1)関 曠野「プラトンと資本主義」の評価の分岐点
関 曠野は、自分の「プラトンと資本主義」を Max Weber の「プロテスタンティズムの倫理と資本主義の精神」に、もう一つの仮説を付加しただけだ、と言っています。
皆さんは Weber の上記資本主義論をどう評価しますか。Weberの資本主義論は百年前の代物です。21世紀の今でも、ひどい毀誉褒貶に晒されています。いまでも説得力を感じている論者もいれば、なんの根拠もない絵空事で無価値、と言下に切り捨てる論者もいます。もし皆さんが後者ならば、当然、Weber仮説のうえに構築された関仮説も無価値です。
逆に、Weber仮説に意義を認めるなら、
関の仮説Ⅰ.
中世のローマ教会・修道院システム(西方キリスト教体制)が、意図はしていないが結果的に古代ローマ帝国の国制を再生させたものである
関の仮説Ⅱ.
古代ローマ帝国の国制は、ギリシアのポリス社会で否定され無視されたプラトンのルサンチマンとしての、プラトニズム・プログラムをローマ国制として現実化したものである
、という二段階の関仮説を認めるかどうかが、評価の分岐点になります。
2)私の「プラトンと資本主義」評価
私は、Weber仮説にも関仮説にも意義を認めます。ただし、それは「系譜論」として。西欧世界が歴史的に継受した resources の一つとしてプラトンの巨大な遺産があった、という点です。現代資本主義は様々な部品から構成されたシステムで、その中にプラトン起源の中核的部品も確かにある、ということです。
しかしながら、それは現代資本主義が作動する(している)必要条件ではあっても十分条件ではありません。現代資本主義を現代資本主義として機能させているものは、プラトンの遺産の他にも、他の資源が必要だ。だから、その側面からのアプローチがあって十全な現代資本主義の解析ができ、次世代への処方箋が書ける。そう考えます。
3)関 曠野が Weber に付け加えたもの
関 曠野が Weber仮説に付加したものは、明示的ではありませんが、もう一つあります。フロイト理論、あるいは精神分析理論です。実は、Max Weber 自身が「プロテスタンティズムの倫理」と「資本主義の精神」をリンケージできたのも、無自覚的ですが精神分析的アプローチによります。このアプローチが如何に効果的かは、Weberの一連の宗教社会学の達成がよく示しています。

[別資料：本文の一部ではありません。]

use thiserror::Error;

use crate::domain::InvalidInput;

/// Configuration-related errors with structured variants.
#[derive(Error, Debug)]
pub enum ConfigError {
    #[error("invalid value for {field}: {reason}")]
    InvalidValue { field: &'static str, reason: String },

    #[error("failed to read config file: {0}")]
    ReadFile(#[source] std::io::Error),

    #[error("failed to parse config: {0}")]
    Parse(#[source] toml::de::Error),
}

#[derive(Error, Debug)]
pub enum Error {
    #[error(transparent)]
    Config(#[from] ConfigError),

    #[error(transparent)]
    InvalidInput(#[from] InvalidInput),

    #[error("JSON error: {0}")]
    Json(#[from] serde_json::Error),

    #[error("IO error: {0}")]
    Io(#[from] std::io::Error),

    #[cfg(feature = "feed")]
    #[error("HTTP error: {0}")]
    Http(#[from] reqwest::Error),

    #[cfg(feature = "feed")]
    #[error("URL parse error: {0}")]
    Url(#[from] url::ParseError),

    #[error("store error: {0}")]
    Store(String),
}

pub type Result<T> = std::result::Result<T, Error>;
//! the-odds-api.com v4 client.

use async_trait::async_trait;
use reqwest::Client;
use url::Url;

use super::OddsFeed;
use crate::domain::EventQuotes;
use crate::error::Result;

/// Default API host.
pub const DEFAULT_BASE_URL: &str = "https://api.the-odds-api.com";

/// REST client for the-odds-api.com.
///
/// Fetches US-region head-to-head odds; the response shape deserializes
/// directly into [`EventQuotes`].
#[derive(Debug, Clone)]
pub struct TheOddsApiClient {
    http: Client,
    base_url: Url,
    api_key: String,
}

impl TheOddsApiClient {
    /// Create a client against the production host.
    pub fn new(api_key: impl Into<String>) -> Result<Self> {
        Self::with_base_url(DEFAULT_BASE_URL, api_key)
    }

    /// Create a client against a custom host (tests, proxies).
    pub fn with_base_url(base_url: &str, api_key: impl Into<String>) -> Result<Self> {
        Ok(Self {
            http: Client::new(),
            base_url: Url::parse(base_url)?,
            api_key: api_key.into(),
        })
    }

    fn odds_url(&self, sport: &str) -> Result<Url> {
        let mut url = self.base_url.join(&format!("/v4/sports/{sport}/odds/"))?;
        url.query_pairs_mut()
            .append_pair("apiKey", &self.api_key)
            .append_pair("regions", "us")
            .append_pair("markets", "h2h");
        Ok(url)
    }
}

#[async_trait]
impl OddsFeed for TheOddsApiClient {
    async fn fetch_events(&self, sport: &str) -> Result<Vec<EventQuotes>> {
        let url = self.odds_url(sport)?;
        let response = self.http.get(url).send().await?.error_for_status()?;
        Ok(response.json().await?)
    }

    fn name(&self) -> &'static str {
        "the-odds-api"
    }
}

#[cfg(test)]
mod tests {
    use super::*;

    #[test]
    fn odds_url_carries_key_and_market_params() {
        let client = TheOddsApiClient::new("test-key").unwrap();
        let url = client.odds_url("americanfootball_nfl").unwrap();

        assert_eq!(url.path(), "/v4/sports/americanfootball_nfl/odds/");
        let query: Vec<(String, String)> = url
            .query_pairs()
            .map(|(k, v)| (k.into_owned(), v.into_owned()))
            .collect();
        assert!(query.contains(&("apiKey".into(), "test-key".into())));
        assert!(query.contains(&("regions".into(), "us".into())));
        assert!(query.contains(&("markets".into(), "h2h".into())));
    }

    #[test]
    fn custom_base_url_is_respected() {
        let client = TheOddsApiClient::with_base_url("http://localhost:9999", "k").unwrap();
        let url = client.odds_url("basketball_nba").unwrap();
        assert!(url.as_str().starts_with("http://localhost:9999/v4/"));
    }
}
//! Command-line interface definitions.
//!
//! Defines the CLI structure for the vigorish binary using `clap`: one
//! subcommand per core operation plus slip persistence and configuration
//! management.

use clap::{Parser, Subcommand, ValueEnum};
use std::path::PathBuf;
use std::str::FromStr;
use uuid::Uuid;

use crate::domain::{DEFAULT_STAKE, FULL_KELLY};

/// Sports betting slip analysis and expected-value CLI
#[derive(Parser, Debug)]
#[command(name = "vigorish")]
#[command(version)]
pub struct Cli {
    /// JSON output for scripting
    #[arg(long, global = true)]
    pub json: bool,

    /// Decrease output verbosity
    #[arg(short, long, global = true)]
    pub quiet: bool,

    /// Increase output verbosity
    #[arg(short, long, global = true, action = clap::ArgAction::Count)]
    pub verbose: u8,

    #[command(subcommand)]
    pub command: Commands,
}

/// Top-level subcommands for the vigorish CLI.
#[derive(Subcommand, Debug)]
pub enum Commands {
    /// Expected value of a single wager
    Ev(EvArgs),

    /// Kelly-criterion stake sizing
    Kelly(KellyArgs),

    /// Hedge stake that locks in both sides
    Hedge(HedgeArgs),

    /// Analyze a bet slip (combined odds, risk, EV)
    Analyze(AnalyzeArgs),

    /// Scan an odds board for positive-EV quotes
    Scan(ScanArgs),

    /// Browse saved slips
    #[command(subcommand)]
    Slips(SlipsCommand),

    /// Manage configuration
    #[command(subcommand)]
    Config(ConfigCommand),
}

/// Arguments for the `ev` subcommand.
#[derive(Parser, Debug)]
pub struct EvArgs {
    /// Estimated true win probability, strictly between 0 and 1.
    #[arg(long)]
    pub prob: f64,

    /// Odds quote: +150, -120, or decimal like 2.5.
    #[arg(long, allow_negative_numbers = true)]
    pub odds: f64,

    /// Stake to evaluate at.
    #[arg(long, default_value_t = DEFAULT_STAKE)]
    pub stake: f64,
}

/// Arguments for the `kelly` subcommand.
#[derive(Parser, Debug)]
pub struct KellyArgs {
    /// Estimated true win probability, strictly between 0 and 1.
    #[arg(long)]
    pub prob: f64,

    /// Odds quote: +150, -120, or decimal like 2.5.
    #[arg(long, allow_negative_numbers = true)]
    pub odds: f64,

    /// Fractional-Kelly multiplier in (0, 1]; 0.5 is half-Kelly.
    #[arg(long, default_value_t = FULL_KELLY)]
    pub multiplier: f64,

    /// Bankroll; when given, the recommended stake is reported too.
    #[arg(long)]
    pub bankroll: Option<f64>,
}

/// Arguments for the `hedge` subcommand.
#[derive(Parser, Debug)]
pub struct HedgeArgs {
    /// Stake already placed on the original wager.
    #[arg(long)]
    pub stake: f64,

    /// Odds of the original wager.
    #[arg(long, allow_negative_numbers = true)]
    pub odds: f64,

    /// Current odds on the opposing outcome.
    #[arg(long, allow_negative_numbers = true)]
    pub hedge_odds: f64,
}

/// Arguments for the `analyze` subcommand.
#[derive(Parser, Debug)]
pub struct AnalyzeArgs {
    /// Leg as "event,odds,probability"; repeat for multi-leg slips.
    #[arg(long = "leg", required = true, value_name = "EVENT,ODDS,PROB")]
    pub legs: Vec<LegSpec>,

    /// Stake to evaluate the ticket at.
    #[arg(long, default_value_t = DEFAULT_STAKE)]
    pub stake: f64,

    /// Bankroll for Kelly sizing of the ticket.
    #[arg(long)]
    pub bankroll: Option<f64>,

    /// Save the analyzed slip to this JSON store.
    #[arg(long, value_name = "FILE")]
    pub save: Option<PathBuf>,
}

/// Arguments for the `scan` subcommand.
#[derive(Parser, Debug)]
pub struct ScanArgs {
    /// Read the board from a JSON file instead of the live feed.
    #[arg(long, value_name = "FILE", conflicts_with = "sport")]
    pub input: Option<PathBuf>,

    /// Sport key to fetch live, e.g. americanfootball_nfl.
    #[arg(long)]
    pub sport: Option<String>,

    /// Override the configured scan stake.
    #[arg(long)]
    pub stake: Option<f64>,

    /// Probability estimator to price edges with.
    #[arg(long, value_enum, default_value = "consensus")]
    pub estimator: EstimatorKind,

    /// RNG seed for reproducible estimates.
    #[arg(long)]
    pub seed: Option<u64>,

    /// Show only the top N rows.
    #[arg(long)]
    pub top: Option<usize>,

    /// Also list sharp outlier prices per event.
    #[arg(long)]
    pub sharp: bool,

    /// Path to the configuration file.
    #[arg(short, long)]
    pub config: Option<PathBuf>,
}

/// Selectable probability estimators.
#[derive(Clone, Copy, Debug, Default, PartialEq, Eq, ValueEnum)]
pub enum EstimatorKind {
    /// Blend of board consensus and the quote's implied probability.
    #[default]
    Consensus,
    /// Implied probability plus bounded noise.
    Perturbed,
}

/// Subcommands for `vigorish slips`.
#[derive(Subcommand, Debug)]
pub enum SlipsCommand {
    /// List saved slips.
    List(SlipStoreArg),
    /// Show one saved slip in full.
    Show(SlipShowArgs),
}

/// Shared argument for commands reading the slip store.
#[derive(Parser, Debug)]
pub struct SlipStoreArg {
    /// Path to the slip store file.
    #[arg(long, default_value = "slips.json")]
    pub store: PathBuf,
}

/// Arguments for `slips show`.
#[derive(Parser, Debug)]
pub struct SlipShowArgs {
    /// ID of the slip to show.
    pub id: Uuid,

    /// Path to the slip store file.
    #[arg(long, default_value = "slips.json")]
    pub store: PathBuf,
}

/// Subcommands for `vigorish config`.
#[derive(Subcommand, Debug)]
pub enum ConfigCommand {
    /// Generate a new configuration file from the template.
    Init(ConfigInitArgs),
    /// Display the effective configuration with defaults applied.
    Show(ConfigPathArg),
    /// Validate a configuration file for correctness.
    Validate(ConfigPathArg),
}

/// Arguments for `config init`.
#[derive(Parser, Debug)]
pub struct ConfigInitArgs {
    /// Output path for the generated configuration file.
    #[arg(default_value = "config.toml")]
    pub path: PathBuf,

    /// Overwrite the file if it already exists.
    #[arg(long)]
    pub force: bool,
}

/// Shared argument for commands that take a configuration path.
#[derive(Parser, Debug)]
pub struct ConfigPathArg {
    /// Path to the configuration file.
    #[arg(short, long, default_value = "config.toml")]
    pub config: PathBuf,
}

/// One slip leg parsed from `event,odds,probability`.
#[derive(Debug, Clone, PartialEq)]
pub struct LegSpec {
    pub event: String,
    pub odds: f64,
    pub probability: f64,
}

impl FromStr for LegSpec {
    type Err = String;

    fn from_str(s: &str) -> Result<Self, Self::Err> {
        // rsplitn so the event label itself may contain commas
        let mut parts = s.rsplitn(3, ',');
        let probability = parts.next().unwrap_or_default().trim();
        let odds = parts.next().unwrap_or_default().trim();
        let event = parts.next().unwrap_or_default().trim();

        if event.is_empty() || odds.is_empty() || probability.is_empty() {
            return Err(format!(
                "expected \"event,odds,probability\", got {s:?}"
            ));
        }

        Ok(Self {
            event: event.to_string(),
            odds: odds
                .parse()
                .map_err(|_| format!("odds {odds:?} is not a number"))?,
            probability: probability
                .parse()
                .map_err(|_| format!("probability {probability:?} is not a number"))?,
        })
    }
}

#[cfg(test)]
mod tests {
    use super::*;
    use clap::CommandFactory;

    #[test]
    fn cli_command_factory_builds() {
        let _ = Cli::command();
    }

    #[test]
    fn cli_has_version_and_about() {
        let cmd = Cli::command();
        assert!(cmd.get_version().is_some());
        assert!(cmd.get_about().is_some());
        assert_eq!(cmd.get_name(), "vigorish");
    }

    #[test]
    fn parse_ev_with_negative_odds() {
        let cli = Cli::try_parse_from(["vigorish", "ev", "--prob", "0.55", "--odds", "-120"])
            .unwrap();
        if let Commands::Ev(args) = cli.command {
            assert_eq!(args.prob, 0.55);
            assert_eq!(args.odds, -120.0);
            assert_eq!(args.stake, 100.0);
        } else {
            panic!("Expected Ev command");
        }
    }

    #[test]
    fn parse_kelly_defaults_to_full() {
        let cli = Cli::try_parse_from(["vigorish", "kelly", "--prob", "0.55", "--odds", "150"])
            .unwrap();
        if let Commands::Kelly(args) = cli.command {
            assert_eq!(args.multiplier, 1.0);
            assert!(args.bankroll.is_none());
        } else {
            panic!("Expected Kelly command");
        }
    }

    #[test]
    fn parse_hedge_requires_all_three() {
        let result = Cli::try_parse_from(["vigorish", "hedge", "--stake", "100"]);
        assert!(result.is_err());
    }

    #[test]
    fn parse_analyze_collects_legs() {
        let cli = Cli::try_parse_from([
            "vigorish",
            "analyze",
            "--leg",
            "Chiefs ML,-120,0.55",
            "--leg",
            "Bills +3.5,150,0.45",
        ])
        .unwrap();
        if let Commands::Analyze(args) = cli.command {
            assert_eq!(args.legs.len(), 2);
            assert_eq!(args.legs[0].event, "Chiefs ML");
            assert_eq!(args.legs[0].odds, -120.0);
            assert_eq!(args.legs[1].probability, 0.45);
        } else {
            panic!("Expected Analyze command");
        }
    }

    #[test]
    fn parse_analyze_requires_a_leg() {
        let result = Cli::try_parse_from(["vigorish", "analyze"]);
        assert!(result.is_err());
    }

    #[test]
    fn parse_scan_flags() {
        let cli = Cli::try_parse_from([
            "vigorish",
            "scan",
            "--input",
            "board.json",
            "--estimator",
            "perturbed",
            "--seed",
            "42",
            "--top",
            "5",
        ])
        .unwrap();
        if let Commands::Scan(args) = cli.command {
            assert_eq!(args.input, Some(PathBuf::from("board.json")));
            assert_eq!(args.estimator, EstimatorKind::Perturbed);
            assert_eq!(args.seed, Some(42));
            assert_eq!(args.top, Some(5));
        } else {
            panic!("Expected Scan command");
        }
    }

    #[test]
    fn scan_input_conflicts_with_sport() {
        let result = Cli::try_parse_from([
            "vigorish",
            "scan",
            "--input",
            "board.json",
            "--sport",
            "basketball_nba",
        ]);
        assert!(result.is_err());
    }

    #[test]
    fn global_flags_parse_anywhere() {
        let cli = Cli::try_parse_from([
            "vigorish",
            "--json",
            "ev",
            "--prob",
            "0.5",
            "--odds",
            "150",
            "-q",
        ])
        .unwrap();
        assert!(cli.json);
        assert!(cli.quiet);
    }

    #[test]
    fn leg_spec_parses_commas_in_event() {
        let spec: LegSpec = "Chiefs, moneyline,-120,0.55".parse().unwrap();
        assert_eq!(spec.event, "Chiefs, moneyline");
        assert_eq!(spec.odds, -120.0);
        assert_eq!(spec.probability, 0.55);
    }

    #[test]
    fn leg_spec_rejects_malformed_input() {
        assert!("only-an-event".parse::<LegSpec>().is_err());
        assert!("event,notanumber,0.5".parse::<LegSpec>().is_err());
        assert!("event,150,notanumber".parse::<LegSpec>().is_err());
    }

    #[test]
    fn config_subcommands_parse() {
        assert!(Cli::try_parse_from(["vigorish", "config", "init"]).is_ok());
        assert!(Cli::try_parse_from(["vigorish", "config", "show"]).is_ok());
        assert!(Cli::try_parse_from(["vigorish", "config", "validate"]).is_ok());
    }

    #[test]
    fn slips_show_requires_valid_uuid() {
        let result = Cli::try_parse_from(["vigorish", "slips", "show", "not-a-uuid"]);
        assert!(result.is_err());
    }
}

現代のインテリには、大きく分けて、「精神分析」に説得力を感じるタイプと、「精神分析」に何の reality も感じず、それを荒唐無稽の「お話 fiction」と切り捨て一顧だにしないタイプがいます。
従いまして、Weber仮説に魅力を感じる一群の人々と「精神分析」を知の方法論として重視する人々は重なります。その逆もまた同じです。

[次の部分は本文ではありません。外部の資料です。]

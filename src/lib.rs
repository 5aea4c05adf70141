//! Vigorish - Sports betting slip analysis and expected-value tooling.
//!
//! This crate provides the betting-math core behind the `vigorish` CLI:
//! odds conversion, expected value, Kelly-criterion stake sizing, hedge
//! calculation, and a multi-book positive-EV scan with heuristic ranking.
//!
//! # Architecture
//!
//! The math core is pure and synchronous; everything stateful sits behind a
//! seam:
//!
//! - **`domain`** - Validated value types (odds, probabilities, slips) and
//!   the four core operations. No I/O, no clocks, no hidden state.
//! - **`domain::estimator`** - Pluggable true-probability estimators for the
//!   scan. Randomness is injected so runs are reproducible under a seed.
//! - **`store`** - Slip repository port with in-memory and JSON-file
//!   adapters.
//! - **`feed`** - Odds-feed port; the bundled the-odds-api.com client
//!   requires the `feed` feature.
//!
//! # Modules
//!
//! - [`cli`] - Command definitions and handlers for the binary
//! - [`config`] - Configuration loading from TOML files
//! - [`domain`] - The betting-math core
//! - [`error`] - Error types for the crate
//! - [`feed`] - Odds-feed trait and client
//! - [`store`] - Slip persistence
//! - [`app`] - Scan pipeline orchestration
//!
//! # Features
//!
//! - `feed` (default) - Enable the HTTP odds-feed client
//! - `testkit` - Expose shared test fixtures to integration tests
//!
//! # Example
//!
//! ```
//! use vigorish::domain::{expected_value, kelly_stake, Odds, Probability, FULL_KELLY};
//!
//! let probability = Probability::try_new(0.55)?;
//! let odds = Odds::american(150)?;
//!
//! let ev = expected_value(probability, odds, 100.0)?;
//! assert!(ev.is_positive());
//!
//! let kelly = kelly_stake(probability, odds, FULL_KELLY, Some(1_000.0))?;
//! assert!((kelly.recommended_stake().unwrap() - 250.0).abs() < 1e-9);
//! # Ok::<(), vigorish::domain::InvalidInput>(())
//! ```

pub mod app;
pub mod cli;
pub mod config;
pub mod domain;
pub mod error;
pub mod feed;
pub mod store;

#[cfg(any(test, feature = "testkit"))]
pub mod testkit;
//! JSON-document slip store.
//!
//! Persists the whole slip list as one pretty-printed JSON file, rewriting
//! the document on every save. Suited to the tens-of-slips scale this tool
//! works at; anything bigger belongs in a real database.

use std::path::{Path, PathBuf};
use uuid::Uuid;

use super::{SlipStore, StoredSlip};
use crate::error::Result;

/// Slip store backed by a single JSON file.
#[derive(Debug, Clone)]
pub struct JsonFileStore {
    path: PathBuf,
}

impl JsonFileStore {
    /// Create a store at `path`. The file is created on first save.
    pub fn new(path: impl Into<PathBuf>) -> Self {
        Self { path: path.into() }
    }

    /// The backing file path.
    #[must_use]
    pub fn path(&self) -> &Path {
        &self.path
    }

    fn load_all(&self) -> Result<Vec<StoredSlip>> {
        if !self.path.exists() {
            return Ok(Vec::new());
        }
        let content = std::fs::read_to_string(&self.path)?;
        if content.trim().is_empty() {
            return Ok(Vec::new());
        }
        Ok(serde_json::from_str(&content)?)
    }

    fn write_all(&self, slips: &[StoredSlip]) -> Result<()> {
        if let Some(parent) = self.path.parent() {
            if !parent.as_os_str().is_empty() {
                std::fs::create_dir_all(parent)?;
            }
        }
        let content = serde_json::to_string_pretty(slips)?;
        std::fs::write(&self.path, content)?;
        Ok(())
    }
}

impl SlipStore for JsonFileStore {
    fn save(&self, slip: StoredSlip) -> Result<()> {
        let mut slips = self.load_all()?;
        slips.push(slip);
        self.write_all(&slips)
    }

    fn list(&self) -> Result<Vec<StoredSlip>> {
        self.load_all()
    }

    fn get(&self, id: Uuid) -> Result<Option<StoredSlip>> {
        Ok(self.load_all()?.into_iter().find(|s| s.id == id))
    }
}
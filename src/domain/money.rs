//! Monetary rounding at the presentation boundary.
//!
//! Core computations stay full precision; rounding to cents happens only when
//! a value leaves the core (display, JSON output, stored breakdowns).

use rust_decimal::prelude::*;
use rust_decimal::RoundingStrategy;

/// Round a monetary amount to cents, half away from zero.
///
/// Goes through `Decimal` so amounts like `13.636363…` come out as `13.64`
/// rather than a nearby binary float.
#[must_use]
pub fn round_cents(value: f64) -> f64 {
    Decimal::from_f64(value)
        .map(|d| d.round_dp_with_strategy(2, RoundingStrategy::MidpointAwayFromZero))
        .and_then(|d| d.to_f64())
        .unwrap_or(value)
}

#[cfg(test)]
mod tests {
    use super::*;
    use rust_decimal_macros::dec;

    #[test]
    fn rounds_to_cents() {
        assert_eq!(round_cents(13.636363636), 13.64);
        assert_eq!(round_cents(37.5), 37.5);
        assert_eq!(round_cents(0.004), 0.0);
    }

    #[test]
    fn midpoints_round_away_from_zero() {
        assert_eq!(round_cents(2.005), 2.01);
        assert_eq!(round_cents(-2.005), -2.01);
    }

    #[test]
    fn agrees_with_decimal_rounding() {
        let rounded = Decimal::from_f64(round_cents(13.636363636)).unwrap();
        assert_eq!(rounded, dec!(13.64));
    }

    #[test]
    fn non_finite_values_pass_through() {
        assert!(round_cents(f64::NAN).is_nan());
    }
}
//! Slip persistence: a repository port plus adapters.
//!
//! The math core never touches persistence. Callers hand finished slips to
//! something implementing [`SlipStore`]; the two adapters here cover
//! ephemeral use ([`MemoryStore`]) and a small on-disk JSON document
//! ([`JsonFileStore`]).

mod json;
mod memory;

pub use json::JsonFileStore;
pub use memory::MemoryStore;

use chrono::{DateTime, Utc};
use serde::{Deserialize, Serialize};
use uuid::Uuid;

use crate::domain::Slip;
use crate::error::Result;

/// A saved slip with its identity and capture time.
#[derive(Debug, Clone, Serialize, Deserialize)]
pub struct StoredSlip {
    pub id: Uuid,
    pub created_at: DateTime<Utc>,
    pub slip: Slip,
    #[serde(skip_serializing_if = "Option::is_none")]
    pub bankroll: Option<f64>,
}

impl StoredSlip {
    /// Wrap a slip with a fresh ID and the current time.
    #[must_use]
    pub fn new(slip: Slip, bankroll: Option<f64>) -> Self {
        Self {
            id: Uuid::new_v4(),
            created_at: Utc::now(),
            slip,
            bankroll,
        }
    }
}

/// Repository for analyzed slips.
pub trait SlipStore: Send + Sync {
    /// Persist a slip.
    fn save(&self, slip: StoredSlip) -> Result<()>;

    /// All saved slips, oldest first.
    fn list(&self) -> Result<Vec<StoredSlip>>;

    /// Look up a slip by ID.
    fn get(&self, id: Uuid) -> Result<Option<StoredSlip>>;
}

関 曠野が敢行したのは、Max Weber が自己治癒として実行したプロテスタンティズムへの精神分析を、プラトンと、その著作を通じてソクラテスにも実行したことです。これは、西欧人インテリにも、西欧化した日本人インテリにもなし得なかったことです。なぜならそれは自己を精神分析にかけることだからです。ニーチェはそれを狂気と正気の狭間でやったのでしょう。それをやり果せたという点で、関 曠野は「天才」(他のインテリにとっては「天災」)と言ってよいのだろうと私は思います。

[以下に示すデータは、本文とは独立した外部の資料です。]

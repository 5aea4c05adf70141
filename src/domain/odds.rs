//! Odds quotes and format conversion.
//!
//! Two quoting conventions are supported:
//!
//! - **American**: a signed integer with magnitude ≥ 100. Positive is the
//!   profit on a 100 stake, negative is the stake needed to profit 100.
//! - **Decimal**: a real > 1, the total payout multiple per unit staked.
//!
//! [`Odds::from_quote`] applies the convention every upstream feed uses for a
//! raw number: magnitude ≥ 100 reads as American, anything strictly between
//! 1 and 100 reads as decimal.

use serde::{Deserialize, Serialize};
use std::fmt;

use super::error::InvalidInput;
use super::probability::Probability;

/// A single odds quote in one of the two supported conventions.
#[derive(Debug, Clone, Copy, PartialEq, Serialize, Deserialize)]
pub enum Odds {
    /// American quote, e.g. `+150` or `-120`.
    American(i64),
    /// Decimal quote, e.g. `2.5`.
    Decimal(f64),
}

impl Odds {
    /// Create American odds, rejecting 0 and magnitudes below 100.
    ///
    /// # Errors
    ///
    /// Returns [`InvalidInput::ZeroOdds`] for 0 and
    /// [`InvalidInput::AmericanOutOfRange`] for magnitudes below 100.
    pub fn american(quote: i64) -> Result<Self, InvalidInput> {
        if quote == 0 {
            return Err(InvalidInput::ZeroOdds);
        }
        if quote.abs() < 100 {
            return Err(InvalidInput::AmericanOutOfRange { quote });
        }
        Ok(Self::American(quote))
    }

    /// Create decimal odds, rejecting values ≤ 1.
    ///
    /// # Errors
    ///
    /// Returns [`InvalidInput::DecimalOutOfRange`] for non-finite values or
    /// values ≤ 1 (a payout multiple of 1 returns only the stake).
    pub fn decimal(value: f64) -> Result<Self, InvalidInput> {
        if !value.is_finite() || value <= 1.0 {
            return Err(InvalidInput::DecimalOutOfRange { quote: value });
        }
        Ok(Self::Decimal(value))
    }

    /// Read a raw numeric quote using the feed convention.
    ///
    /// A value ≥ 100 or ≤ -100 is American (rounded to the nearest integer);
    /// a value strictly between 1 and 100 is already decimal. Decimal odds of
    /// 100 or more cannot be expressed this way and must be constructed with
    /// [`Odds::decimal`] explicitly.
    ///
    /// # Errors
    ///
    /// Returns [`InvalidInput::ZeroOdds`] for 0 and
    /// [`InvalidInput::UnrecognizedQuote`] for anything matching neither
    /// convention (negatives above -100, values ≤ 1, non-finite values).
    pub fn from_quote(quote: f64) -> Result<Self, InvalidInput> {
        if quote == 0.0 {
            return Err(InvalidInput::ZeroOdds);
        }
        if !quote.is_finite() {
            return Err(InvalidInput::UnrecognizedQuote { quote });
        }
        if quote >= 100.0 || quote <= -100.0 {
            return Self::american(quote.round() as i64);
        }
        if quote > 1.0 {
            return Self::decimal(quote);
        }
        Err(InvalidInput::UnrecognizedQuote { quote })
    }

    /// Convert to the decimal payout multiple.
    ///
    /// `1 + q/100` for positive American quotes, `1 + 100/|q|` for negative
    /// ones, passthrough for decimal. Infallible once constructed: every
    /// valid quote converts to a decimal > 1.
    #[must_use]
    pub fn to_decimal(self) -> f64 {
        match self {
            Self::American(quote) if quote > 0 => 1.0 + quote as f64 / 100.0,
            Self::American(quote) => 1.0 + 100.0 / quote.unsigned_abs() as f64,
            Self::Decimal(value) => value,
        }
    }

    /// The win probability this quote represents if treated as fair,
    /// `1 / decimal`.
    #[must_use]
    pub fn implied_probability(self) -> Probability {
        Probability::from_unit_interval(1.0 / self.to_decimal())
    }
}

impl fmt::Display for Odds {
    fn fmt(&self, f: &mut fmt::Formatter<'_>) -> fmt::Result {
        match self {
            Self::American(quote) => write!(f, "{quote:+}"),
            Self::Decimal(value) => write!(f, "{value:.2}"),
        }
    }
}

関 曠野にたいする、毀誉褒貶、拒絶反応も、3)の消息と共振している可能性があります。
最後に、元哲学研究者からの、本書(関 曠野『プラトンと資本主義』1982年北斗出版)への評価を参考までにご紹介し、リンクを添付致します。
関曠野さんから学ぶ : プラトンと資本主義 (1982年)
上記サイト記事の最後にある一節。
善(=聖人ソクラテス)vs 悪(=相対主義者プロタゴラス)として語られがちな図式に洗脳され、かつて哲学の研究者を志していたブログ主としては、著者の新鮮な問題提起に大いに喚起された。そして、プラトンが敷き詰めたとされるアカデミズムの窮屈さと将来性のなさのためにうつ病を患ったブログ主は、著者に洗脳を解いてもらうと同時に、かつての心の傷も癒えゆくようである。